— Врёшь. Знаешь, — сказал Жигулин.
— Знаю.
— Больше не будешь воровать?
— Не буду!
— Никогда?
— Никогда!
— Не плачь.
— Я не плачу… А ты никогда не будешь воровать?
— Никогда!
— А пить?
— И пить!
— И курить?
— И курить!
— И будешь верным до гроба своей Алевтине?
— Навеки, до гробовой доски… А ты своей Вале… Спой песню отцову!
— Я забыл.
— Отцову песню забыл?!
— Нет!
— Тогда пой… Валентина, слушай, как твой муж песню отцову будет петь… Я его учил, а муж твой, Сан Саныч Жигулин, её не знал, не слыхал её от отца, муж твой, Сан Саныч Жигулин, потому что дружок мой, Санькин отец, на руках у меня помер в госпитале под Шяуляем. Вон куда нас занесло из-под Новороссийска.
— Не надо больше пить, — сказала Валя первые слова.
— Понимаю, — сказал Мызин. — Намёк ясен. Санька споёт, и мы уйдём. Весенние ночки короткие.
Валя опустила голову и стала думать о своём, и стала бояться предстоящего. Она не знала, что ничего из того, о чём она думала, ей не предстоит.

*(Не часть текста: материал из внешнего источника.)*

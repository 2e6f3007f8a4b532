//! Indexing pipeline: discovery → reader → extractor → snapshots.
//!
//! Persistence is keyed on `(job_id, warc_record_id)`. Record ids already
//! stored for the job are skipped before extraction and every insert is
//! `ON CONFLICT DO NOTHING`, so the pipeline can be re-run from any point of
//! failure without creating duplicates or operator cleanup.
//!
//! File- and record-level problems are logged and skipped. Only an
//! unreadable output directory, an empty archive set for a job that crawled
//! pages, or a database failure fails the job.

use anyhow::{bail, Result};
use chrono::{DateTime, NaiveDateTime, Utc};
use sqlx::{Row, Sqlite, SqlitePool, Transaction};
use std::collections::HashSet;
use std::time::{Duration, Instant};
use tracing::{error, info, warn};
use uuid::Uuid;

use crate::config::{Config, IndexingConfig};
use crate::db;
use crate::discovery;
use crate::error::IndexError;
use crate::extract;
use crate::jobs::{Changes, JobStore};
use crate::models::{Actor, ArchiveRecord, Job, JobStatus, Snapshot};
use crate::warc;

/// Aggregate counters for one pipeline run.
#[derive(Debug, Clone, Default, PartialEq, Eq)]
pub struct IndexSummary {
    /// Archive files discovered for the job.
    pub warc_count: i64,
    /// Snapshots stored for the job after this run.
    pub indexed_page_count: i64,
    pub inserted: u64,
    pub already_indexed: u64,
    pub record_errors: u64,
    pub files_failed: u64,
    pub used_fallback: bool,
}

/// Run the pipeline for one job. Touches only the `snapshots` table.
pub async fn index_job(
    pool: &SqlitePool,
    job: &Job,
    settings: &IndexingConfig,
) -> Result<IndexSummary, IndexError> {
    let found =
        discovery::discover(&job.output_dir).map_err(|source| IndexError::OutputUnreadable {
            path: job.output_dir.clone(),
            source,
        })?;

    if found.files.is_empty() && job.progress.pages_crawled > 0 {
        return Err(IndexError::NoArchives {
            job_id: job.id.clone(),
            pages_crawled: job.progress.pages_crawled,
        });
    }

    let mut seen = existing_record_ids(pool, &job.id).await?;
    let mut summary = IndexSummary {
        warc_count: found.files.len() as i64,
        used_fallback: found.used_fallback,
        ..Default::default()
    };
    let file_cap = Duration::from_secs(settings.max_file_secs);

    for path in &found.files {
        let warc_file = path
            .strip_prefix(&job.output_dir)
            .unwrap_or(path)
            .to_string_lossy()
            .to_string();

        let reader = match warc::open(path, settings.html_only) {
            Ok(reader) => reader,
            Err(e) => {
                warn!(job_id = %job.id, file = %warc_file, error = %e, "skipping unreadable archive file");
                summary.files_failed += 1;
                continue;
            }
        };

        let started = Instant::now();
        let mut file_failed = false;
        let mut tx = pool.begin().await?;

        for item in reader {
            if started.elapsed() > file_cap {
                warn!(job_id = %job.id, file = %warc_file, cap_secs = settings.max_file_secs, "archive file exceeded duration cap, moving on");
                file_failed = true;
                break;
            }

            let record = match item {
                Ok(record) => record,
                Err(e) => {
                    warn!(job_id = %job.id, file = %warc_file, error = %e, "archive read error");
                    summary.record_errors += 1;
                    file_failed = true;
                    continue;
                }
            };

            if !seen.insert(record.record_id.clone()) {
                summary.already_indexed += 1;
                continue;
            }

            let snapshot = build_snapshot(job, &warc_file, &record, settings.snippet_chars);
            if insert_snapshot(&mut tx, &snapshot).await? {
                summary.inserted += 1;
            } else {
                summary.already_indexed += 1;
            }
        }

        tx.commit().await?;
        if file_failed {
            summary.files_failed += 1;
        }
    }

    summary.indexed_page_count = count_snapshots(pool, &job.id).await?;

    info!(
        job_id = %job.id,
        warc_count = summary.warc_count,
        indexed_page_count = summary.indexed_page_count,
        inserted = summary.inserted,
        already_indexed = summary.already_indexed,
        record_errors = summary.record_errors,
        files_failed = summary.files_failed,
        "indexing finished"
    );

    Ok(summary)
}

/// Move a job through `indexing` to `indexed` or `index_failed`.
///
/// The orchestrator calls this with [`Actor::Indexer`] right after a
/// successful capture; the `index` command calls it with
/// [`Actor::Operator`] to re-index a `completed` or `index_failed` job.
pub async fn index_and_record(
    store: &JobStore,
    job: &Job,
    settings: &IndexingConfig,
    actor: Actor,
) -> Result<(JobStatus, Option<IndexSummary>)> {
    let claimed = store
        .transition(
            &job.id,
            job.status,
            JobStatus::Indexing,
            actor,
            Changes::default(),
            None,
            Utc::now(),
        )
        .await?;
    if !claimed {
        bail!(
            "job {} is no longer '{}'; not indexing",
            job.id,
            job.status
        );
    }

    match index_job(store.pool(), job, settings).await {
        Ok(summary) => {
            store
                .transition(
                    &job.id,
                    JobStatus::Indexing,
                    JobStatus::Indexed,
                    actor,
                    Changes {
                        warc_count: Some(summary.warc_count),
                        indexed_page_count: Some(summary.indexed_page_count),
                        indexed_at: Some(Utc::now()),
                        last_error: Some(None),
                        ..Default::default()
                    },
                    Some(&format!(
                        "{} snapshots from {} archive files",
                        summary.indexed_page_count, summary.warc_count
                    )),
                    Utc::now(),
                )
                .await?;
            Ok((JobStatus::Indexed, Some(summary)))
        }
        Err(e) => {
            error!(job_id = %job.id, error = %e, "indexing failed");
            let detail = e.to_string();
            store
                .transition(
                    &job.id,
                    JobStatus::Indexing,
                    JobStatus::IndexFailed,
                    actor,
                    Changes {
                        last_error: Some(Some(detail.clone())),
                        ..Default::default()
                    },
                    Some(&detail),
                    Utc::now(),
                )
                .await?;
            Ok((JobStatus::IndexFailed, None))
        }
    }
}

fn build_snapshot(job: &Job, warc_file: &str, record: &ArchiveRecord, snippet_chars: usize) -> Snapshot {
    let extraction = extract::extract(record, snippet_chars);
    let (captured_at, capture_time_inferred) = match record.warc_date.as_deref().and_then(parse_warc_date) {
        Some(ts) => (ts, false),
        None => {
            warn!(
                job_id = %job.id,
                record_id = %record.record_id,
                warc_date = record.warc_date.as_deref().unwrap_or(""),
                "unparseable WARC-Date, using indexing time as capture time"
            );
            (Utc::now(), true)
        }
    };

    Snapshot {
        id: Uuid::new_v4().to_string(),
        job_id: job.id.clone(),
        source_code: job.source_code.clone(),
        url: record.target_uri.clone(),
        normalized_url_group: extraction.normalized_url_group,
        captured_at,
        capture_time_inferred,
        title: extraction.title,
        snippet: extraction.snippet,
        language: extraction.language,
        content_hash: extraction.content_hash,
        warc_file: warc_file.to_string(),
        warc_record_id: record.record_id.clone(),
        mime_type: record.mime_type(),
        status_code: record.http_status.map(i64::from),
    }
}

/// RFC 3339 (`WARC/1.x`) or 14-digit (`ARC`-style) timestamps.
pub fn parse_warc_date(raw: &str) -> Option<DateTime<Utc>> {
    let raw = raw.trim();
    if let Ok(ts) = DateTime::parse_from_rfc3339(raw) {
        return Some(ts.with_timezone(&Utc));
    }
    NaiveDateTime::parse_from_str(raw, "%Y%m%d%H%M%S")
        .ok()
        .map(|naive| naive.and_utc())
}

async fn insert_snapshot(
    tx: &mut Transaction<'_, Sqlite>,
    snapshot: &Snapshot,
) -> Result<bool, sqlx::Error> {
    let result = sqlx::query(
        r#"
        INSERT INTO snapshots (id, job_id, source_code, url, normalized_url_group, captured_at,
                               capture_time_inferred, title, snippet, language, content_hash,
                               warc_file, warc_record_id, mime_type, status_code)
        VALUES (?, ?, ?, ?, ?, ?, ?, ?, ?, ?, ?, ?, ?, ?, ?)
        ON CONFLICT(job_id, warc_record_id) DO NOTHING
        "#,
    )
    .bind(&snapshot.id)
    .bind(&snapshot.job_id)
    .bind(&snapshot.source_code)
    .bind(&snapshot.url)
    .bind(&snapshot.normalized_url_group)
    .bind(snapshot.captured_at.timestamp())
    .bind(snapshot.capture_time_inferred)
    .bind(&snapshot.title)
    .bind(&snapshot.snippet)
    .bind(&snapshot.language)
    .bind(&snapshot.content_hash)
    .bind(&snapshot.warc_file)
    .bind(&snapshot.warc_record_id)
    .bind(&snapshot.mime_type)
    .bind(snapshot.status_code)
    .execute(&mut **tx)
    .await?;

    Ok(result.rows_affected() > 0)
}

async fn existing_record_ids(pool: &SqlitePool, job_id: &str) -> Result<HashSet<String>, sqlx::Error> {
    let ids: Vec<String> = sqlx::query_scalar("SELECT warc_record_id FROM snapshots WHERE job_id = ?")
        .bind(job_id)
        .fetch_all(pool)
        .await?;
    Ok(ids.into_iter().collect())
}

pub async fn count_snapshots(pool: &SqlitePool, job_id: &str) -> Result<i64, sqlx::Error> {
    sqlx::query_scalar("SELECT COUNT(*) FROM snapshots WHERE job_id = ?")
        .bind(job_id)
        .fetch_one(pool)
        .await
}

pub async fn list_snapshots(pool: &SqlitePool, job_id: &str) -> Result<Vec<Snapshot>> {
    let rows = sqlx::query(
        r#"
        SELECT id, job_id, source_code, url, normalized_url_group, captured_at, capture_time_inferred,
               title, snippet, language, content_hash, warc_file, warc_record_id, mime_type, status_code
        FROM snapshots WHERE job_id = ? ORDER BY warc_file ASC, rowid ASC
        "#,
    )
    .bind(job_id)
    .fetch_all(pool)
    .await?;

    Ok(rows
        .iter()
        .map(|row| Snapshot {
            id: row.get("id"),
            job_id: row.get("job_id"),
            source_code: row.get("source_code"),
            url: row.get("url"),
            normalized_url_group: row.get("normalized_url_group"),
            captured_at: DateTime::from_timestamp(row.get("captured_at"), 0).unwrap_or_default(),
            capture_time_inferred: row.get("capture_time_inferred"),
            title: row.get("title"),
            snippet: row.get("snippet"),
            language: row.get("language"),
            content_hash: row.get("content_hash"),
            warc_file: row.get("warc_file"),
            warc_record_id: row.get("warc_record_id"),
            mime_type: row.get("mime_type"),
            status_code: row.get("status_code"),
        })
        .collect())
}

/// CLI entry point for the explicit re-index maintenance command.
pub async fn run_index(config: &Config, job_id: &str) -> Result<()> {
    let pool = db::connect(config).await?;
    let store = JobStore::new(pool.clone());

    let Some(job) = store.get_job(job_id).await? else {
        bail!("job not found: {}", job_id);
    };
    if !matches!(job.status, JobStatus::Completed | JobStatus::IndexFailed) {
        bail!(
            "job {} is '{}'; only completed or index_failed jobs can be indexed",
            job.id,
            job.status
        );
    }

    let (status, summary) = index_and_record(&store, &job, &config.indexing, Actor::Operator).await?;

    println!("index {}", job.id);
    if let Some(summary) = summary {
        println!("  archive files: {}", summary.warc_count);
        println!("  inserted snapshots: {}", summary.inserted);
        println!("  already indexed: {}", summary.already_indexed);
        println!("  record errors: {}", summary.record_errors);
        println!("  files with errors: {}", summary.files_failed);
        println!("  indexed pages: {}", summary.indexed_page_count);
    }
    println!("  status: {}", status);

    pool.close().await;
    Ok(())
}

А предстоит ей разлука со своим мужем, которая длится вот уже девятнадцать лет, а теперь он приехал не то больной, не то признаться не хочет, и надо ему про Татьяну рассказать, что она приёмыш из детского дома, и что был у Вали муж, но не сразу после отъезда Жигулина, а ровно через пять лет, и нерасписанный был, чтоб в комнату не прописывать, пять лет был, потом Валя сказала ему:
— А теперь уходи. Больше без любви не могу.
Это десять лет. А ещё девять лет лечила, лечила, лечила и Татьяну воспитывала. Ещё несколько мужчин было, но это так, это не помнится, это — когда уж очень невмоготу. А потом — всё, стоп. Опять почему-то стала думать о Саньке Жигулине, своём законном фиктивном муже, и стала ждать его почему-то, и почему-то во сне видеть, и томиться по нему душой и плотью. Тридцать семь лет бабе. Самая пора любви. Всё, что до этого, — детский лепет. А теперь он приехал — как вызванный. Облезлый и совсем не тот.